Instructions for the task:
Check each line of the data below for the string "messages". Then give the number of lines that have it, without anything else.

BEGIN Extracted material

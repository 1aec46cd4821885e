//! Byte-level edits of a raw RFC 5322 message: spam header block and subject marker.

use once_cell::sync::Lazy;
use regex::bytes::Regex;

static SPAM_FLAG: Lazy<Regex> = Lazy::new(|| {
    Regex::new(r"(?m)^X-Spam-Flag: (?:YES|NO)\r?$").expect("valid spam flag regex")
});

static SUBJECT: Lazy<Regex> =
    Lazy::new(|| Regex::new(r"(?mi)^subject:[ \t]*").expect("valid subject regex"));

/// Everything up to the blank line separating headers from the body.
pub fn header_section(raw: &[u8]) -> &[u8] {
    let crlf = raw.windows(4).position(|w| w == b"\r\n\r\n");
    let lf = raw.windows(2).position(|w| w == b"\n\n");
    let end = match (crlf, lf) {
        (Some(a), Some(b)) => a.min(b),
        (Some(a), None) | (None, Some(a)) => a,
        (None, None) => raw.len(),
    };
    &raw[..end]
}

pub fn has_spam_flag(raw: &[u8]) -> bool {
    SPAM_FLAG.is_match(header_section(raw))
}

/// Longest `{level}` / `{bar}` rendering, as SpamAssassin caps `X-Spam-Level`.
const MAX_POINTS: f64 = 50.0;

/// Fills the header template. Level and bar repeat once per whole score point.
pub fn render_header_block(template: &str, is_spam: bool, score: f64) -> String {
    let points = if score.is_nan() {
        0
    } else {
        score.clamp(0.0, MAX_POINTS).floor() as usize
    };
    let (yes_no, yes_no_cap) = if is_spam { ("YES", "Yes") } else { ("NO", "No") };

    let mut block = template
        .replace("{yes_no_cap}", yes_no_cap)
        .replace("{yes_no}", yes_no)
        .replace("{score}", &format!("{score:.1}"))
        .replace("{level}", &"*".repeat(points))
        .replace("{bar}", &"+".repeat(points));
    if !block.ends_with('\n') {
        block.push_str("\r\n");
    }
    block
}

pub fn prepend_headers(raw: &[u8], block: &str) -> Vec<u8> {
    let mut out = Vec::with_capacity(block.len() + raw.len());
    out.extend_from_slice(block.as_bytes());
    out.extend_from_slice(raw);
    out
}

pub fn subject_has_mark(raw: &[u8], mark: &str) -> bool {
    let headers = header_section(raw);
    SUBJECT
        .find(headers)
        .is_some_and(|m| headers[m.end()..].starts_with(mark.as_bytes()))
}

/// Prefixes the first Subject header with `mark`. A message without one gets
/// a new `Subject: <mark>` line in front.
pub fn mark_subject(raw: &[u8], mark: &str) -> Vec<u8> {
    let headers = header_section(raw);
    let Some(found) = SUBJECT.find(headers) else {
        let mut out = format!("Subject: {mark}\r\n").into_bytes();
        out.extend_from_slice(raw);
        return out;
    };

    let at = found.end();
    let empty = matches!(raw.get(at), None | Some(b'\r') | Some(b'\n'));
    let mut out = Vec::with_capacity(raw.len() + mark.len() + 2);
    out.extend_from_slice(&raw[..at]);
    if found.as_bytes().ends_with(b":") {
        out.push(b' ');
    }
    out.extend_from_slice(mark.as_bytes());
    if !empty {
        out.push(b' ');
    }
    out.extend_from_slice(&raw[at..]);
    out
}

#[cfg(test)]
mod tests {
    use super::*;
    use crate::config::DEFAULT_HEADER_TEMPLATE;

    const MAIL: &[u8] = b"From: a@example.org\r\nSubject: Cheap pills\r\n\r\nX-Spam-Flag: YES\r\nbody\r\n";

    #[test]
    fn renders_the_default_block() {
        let block = render_header_block(DEFAULT_HEADER_TEMPLATE, true, 3.333);
        assert_eq!(
            block,
            "X-Spam-Flag: YES\r\nX-Spam-Score: 3.3\r\nX-Spam-Level: ***\r\nX-Spam-Bar: +++\r\nX-Spam-Status: Yes, score=3.3\r\n"
        );
    }

    #[test]
    fn negative_scores_have_no_bar() {
        let block = render_header_block("{level}|{bar}|{yes_no}|{score}", false, -2.5);
        assert_eq!(block, "||NO|-2.5\r\n");
    }

    #[test]
    fn huge_scores_cap_the_bar() {
        for score in [1e30, f64::INFINITY] {
            let block = render_header_block("{level}|{bar}", true, score);
            assert_eq!(block, format!("{}|{}\r\n", "*".repeat(50), "+".repeat(50)));
        }
        assert_eq!(render_header_block("{level}", false, f64::NAN), "\r\n");
    }

    #[test]
    fn spam_flag_only_counts_in_headers() {
        assert!(!has_spam_flag(MAIL));
        let flagged = prepend_headers(MAIL, "X-Spam-Flag: NO\r\n");
        assert!(has_spam_flag(&flagged));
    }

    #[test]
    fn subject_gets_prefixed_once() {
        let marked = mark_subject(MAIL, "*** SPAM ***");
        assert!(marked.starts_with(b"From: a@example.org\r\nSubject: *** SPAM *** Cheap pills\r\n"));
        assert!(subject_has_mark(&marked, "*** SPAM ***"));
        assert!(!subject_has_mark(MAIL, "*** SPAM ***"));
    }

    #[test]
    fn empty_and_missing_subjects() {
        let empty = mark_subject(b"Subject:\r\n\r\nhi", "[spam]");
        assert_eq!(empty, b"Subject: [spam]\r\n\r\nhi".to_vec());

        let missing = mark_subject(b"From: a@b\r\n\r\nhi", "[spam]");
        assert_eq!(missing, b"Subject: [spam]\r\nFrom: a@b\r\n\r\nhi".to_vec());
        assert!(subject_has_mark(&missing, "[spam]"));
    }
}
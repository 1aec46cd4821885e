pub mod directories;
pub mod logging;
pub mod metrics;
pub mod notifier;
pub mod secrets;
pub mod shutdown;
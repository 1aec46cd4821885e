use std::time::Duration;

use async_trait::async_trait;
use reqwest::Client;
use serde::Deserialize;
use url::Url;

use crate::{
    config::RspamdConfig,
    domain::{Backend, ClassifierError, Feedback, Score, ScoreResult, SpamAction},
};

use super::Classifier;

/// HTTP client for the rspamd normal worker (`/checkv2`) and controller (`/learn*`).
pub struct RspamdClient {
    http: Client,
    check_url: Url,
    controller_url: Url,
    password: Option<String>,
    timeout: Duration,
}

impl RspamdClient {
    pub fn new(
        http: Client,
        config: &RspamdConfig,
        password: Option<String>,
    ) -> Result<Self, url::ParseError> {
        let worker = Url::parse(&format!("http://{}:{}/", config.host, config.port))?;
        let controller =
            Url::parse(&format!("http://{}:{}/", config.host, config.controller_port))?;
        Ok(Self {
            http,
            check_url: worker.join("checkv2")?,
            controller_url: controller,
            password,
            timeout: config.timeout,
        })
    }

    fn map_error(&self, err: reqwest::Error) -> ClassifierError {
        if err.is_timeout() {
            ClassifierError::Timeout {
                backend: Backend::Rspamd,
                seconds: self.timeout.as_secs(),
            }
        } else if err.is_decode() {
            ClassifierError::Protocol {
                backend: Backend::Rspamd,
                message: err.to_string(),
            }
        } else {
            ClassifierError::Transport {
                backend: Backend::Rspamd,
                message: err.to_string(),
            }
        }
    }
}

#[derive(Debug, Deserialize)]
pub struct CheckResponse {
    pub score: f64,
    #[serde(default)]
    pub action: Option<String>,
}

impl CheckResponse {
    pub fn into_score(self) -> Score {
        let action = self.action.map(|raw| {
            raw.parse::<SpamAction>().unwrap_or_else(|err| {
                tracing::warn!(target: "classifier", error = %err, "rspamd suggested an unknown action; ignoring it");
                SpamAction::NoAction
            })
        });
        Score::new(self.score, action)
    }
}

#[async_trait]
impl Classifier for RspamdClient {
    fn backend(&self) -> Backend {
        Backend::Rspamd
    }

    async fn score(&self, body: &[u8]) -> ScoreResult {
        let response = self
            .http
            .post(self.check_url.clone())
            .timeout(self.timeout)
            .body(body.to_vec())
            .send()
            .await
            .and_then(|response| response.error_for_status())
            .map_err(|err| self.map_error(err))?;

        let check: CheckResponse = response.json().await.map_err(|err| self.map_error(err))?;
        Ok(check.into_score())
    }

    async fn learn(&self, body: &[u8], feedback: Feedback) -> Result<(), ClassifierError> {
        let url = self
            .controller_url
            .join(&format!("learn{feedback}"))
            .map_err(|err| ClassifierError::Protocol {
                backend: Backend::Rspamd,
                message: err.to_string(),
            })?;

        let mut request = self
            .http
            .post(url)
            .timeout(self.timeout)
            .body(body.to_vec());
        if let Some(password) = &self.password {
            request = request.header("Password", password);
        }

        request
            .send()
            .await
            .and_then(|response| response.error_for_status())
            .map_err(|err| self.map_error(err))?;
        Ok(())
    }
}
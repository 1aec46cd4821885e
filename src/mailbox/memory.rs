//! In-memory mailbox used by the coordinator and executor tests.

use std::{
    collections::{BTreeMap, BTreeSet},
    sync::Arc,
};

use async_trait::async_trait;
use chrono::{DateTime, FixedOffset, TimeZone, Utc};
use parking_lot::Mutex;

use super::{MailboxConnector, MailboxError, MailboxStore};
use crate::{
    config::AccountConfig,
    domain::{FetchedMessage, InboxBehaviour, EATSPAM_SEEN_FLAG, SEEN_FLAG},
};

#[derive(Debug, Clone, PartialEq)]
pub struct StoredMessage {
    pub body: Vec<u8>,
    pub flags: BTreeSet<String>,
    pub date: DateTime<FixedOffset>,
}

impl StoredMessage {
    pub fn new(body: &str) -> Self {
        Self {
            body: body.as_bytes().to_vec(),
            flags: BTreeSet::new(),
            date: Utc
                .with_ymd_and_hms(2024, 3, 1, 12, 0, 0)
                .single()
                .map(|d| d.fixed_offset())
                .unwrap_or_else(|| Utc::now().fixed_offset()),
        }
    }

    pub fn flagged(mut self, flag: &str) -> Self {
        self.flags.insert(flag.to_string());
        self
    }

    pub fn body_str(&self) -> String {
        String::from_utf8_lossy(&self.body).into_owned()
    }
}

#[derive(Debug, Default)]
struct MemoryState {
    folders: BTreeMap<String, Vec<StoredMessage>>,
    fail_connect: bool,
    fail_append: bool,
    connects: usize,
    logouts: usize,
}

/// Shared handle to the fake server; clones see the same folders.
#[derive(Clone, Default)]
pub struct MemoryMailbox {
    state: Arc<Mutex<MemoryState>>,
}

impl MemoryMailbox {
    pub fn new() -> Self {
        Self::default()
    }

    pub fn with_folder(self, name: &str, messages: Vec<StoredMessage>) -> Self {
        self.state.lock().folders.insert(name.to_string(), messages);
        self
    }

    pub fn fail_connect(&self) {
        self.state.lock().fail_connect = true;
    }

    pub fn fail_append(&self) {
        self.state.lock().fail_append = true;
    }

    pub fn folder(&self, name: &str) -> Vec<StoredMessage> {
        self.state
            .lock()
            .folders
            .get(name)
            .cloned()
            .unwrap_or_default()
    }

    pub fn connects(&self) -> usize {
        self.state.lock().connects
    }

    pub fn logouts(&self) -> usize {
        self.state.lock().logouts
    }

    pub fn store(&self) -> MemoryStore {
        MemoryStore {
            state: self.state.clone(),
            selected: None,
        }
    }
}

#[async_trait]
impl MailboxConnector for MemoryMailbox {
    async fn connect(&self, account: &AccountConfig) -> Result<Box<dyn MailboxStore>, MailboxError> {
        let mut state = self.state.lock();
        if state.fail_connect {
            return Err(MailboxError::Transport(format!(
                "{}:{} refused",
                account.host, account.port
            )));
        }
        state.connects += 1;
        drop(state);
        Ok(Box::new(self.store()))
    }
}

pub struct MemoryStore {
    state: Arc<Mutex<MemoryState>>,
    selected: Option<String>,
}

impl MemoryStore {
    fn selected(&self) -> Result<String, MailboxError> {
        self.selected
            .clone()
            .ok_or_else(|| MailboxError::Protocol("no mailbox selected".into()))
    }

    /// Removes the given sequence numbers from the selected folder, highest first.
    fn take(&self, seqs: &[u32]) -> Result<Vec<StoredMessage>, MailboxError> {
        let selected = self.selected()?;
        let mut state = self.state.lock();
        let folder = state.folders.entry(selected).or_default();

        let mut sorted: Vec<u32> = seqs.to_vec();
        sorted.sort_unstable_by(|a, b| b.cmp(a));
        sorted.dedup();

        let mut removed = Vec::new();
        for seq in sorted {
            let index = seq as usize;
            if index == 0 || index > folder.len() {
                return Err(MailboxError::NotFound(seq));
            }
            removed.push(folder.remove(index - 1));
        }
        removed.reverse();
        Ok(removed)
    }
}

#[async_trait]
impl MailboxStore for MemoryStore {
    async fn select(&mut self, mailbox: &str) -> Result<u32, MailboxError> {
        let state = self.state.lock();
        let folder = state
            .folders
            .get(mailbox)
            .ok_or_else(|| MailboxError::Protocol(format!("no such mailbox {mailbox}")))?;
        let exists = folder.len() as u32;
        drop(state);
        self.selected = Some(mailbox.to_string());
        Ok(exists)
    }

    async fn list_candidates(
        &mut self,
        behaviour: InboxBehaviour,
    ) -> Result<Vec<u32>, MailboxError> {
        let flag = match behaviour {
            InboxBehaviour::Unseen => SEEN_FLAG,
            InboxBehaviour::EatspamMarkedUnseen => EATSPAM_SEEN_FLAG,
            InboxBehaviour::All => return Err(MailboxError::UnsupportedBehaviour(behaviour)),
        };
        let selected = self.selected()?;
        let state = self.state.lock();
        Ok(state
            .folders
            .get(&selected)
            .map(|messages| {
                messages
                    .iter()
                    .enumerate()
                    .filter(|(_, message)| !message.flags.contains(flag))
                    .map(|(index, _)| index as u32 + 1)
                    .collect()
            })
            .unwrap_or_default())
    }

    async fn fetch(&mut self, seq: u32) -> Result<FetchedMessage, MailboxError> {
        let selected = self.selected()?;
        let state = self.state.lock();
        let message = state
            .folders
            .get(&selected)
            .and_then(|messages| messages.get((seq as usize).wrapping_sub(1)))
            .ok_or(MailboxError::NotFound(seq))?;
        Ok(FetchedMessage::new(
            seq,
            message.body.clone(),
            Some(message.date),
        ))
    }

    async fn move_to(&mut self, seqs: &[u32], folder: &str) -> Result<(), MailboxError> {
        let moved = self.take(seqs)?;
        self.state
            .lock()
            .folders
            .entry(folder.to_string())
            .or_default()
            .extend(moved);
        Ok(())
    }

    async fn delete_and_expunge(&mut self, seqs: &[u32]) -> Result<(), MailboxError> {
        self.take(seqs).map(|_| ())
    }

    async fn append(
        &mut self,
        folder: &str,
        flags: &[String],
        date: DateTime<FixedOffset>,
        body: &[u8],
    ) -> Result<(), MailboxError> {
        let mut state = self.state.lock();
        if state.fail_append {
            return Err(MailboxError::Protocol("APPEND rejected".into()));
        }
        state
            .folders
            .entry(folder.to_string())
            .or_default()
            .push(StoredMessage {
                body: body.to_vec(),
                flags: flags.iter().cloned().collect(),
                date,
            });
        Ok(())
    }

    async fn set_flag(&mut self, seq: u32, flag: &str, on: bool) -> Result<(), MailboxError> {
        let selected = self.selected()?;
        let mut state = self.state.lock();
        let message = state
            .folders
            .get_mut(&selected)
            .and_then(|messages| messages.get_mut((seq as usize).wrapping_sub(1)))
            .ok_or(MailboxError::NotFound(seq))?;
        if on {
            message.flags.insert(flag.to_string());
        } else {
            message.flags.remove(flag);
        }
        Ok(())
    }

    async fn logout(&mut self) -> Result<(), MailboxError> {
        self.state.lock().logouts += 1;
        self.selected = None;
        Ok(())
    }
}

END Extracted material

Answer section:
6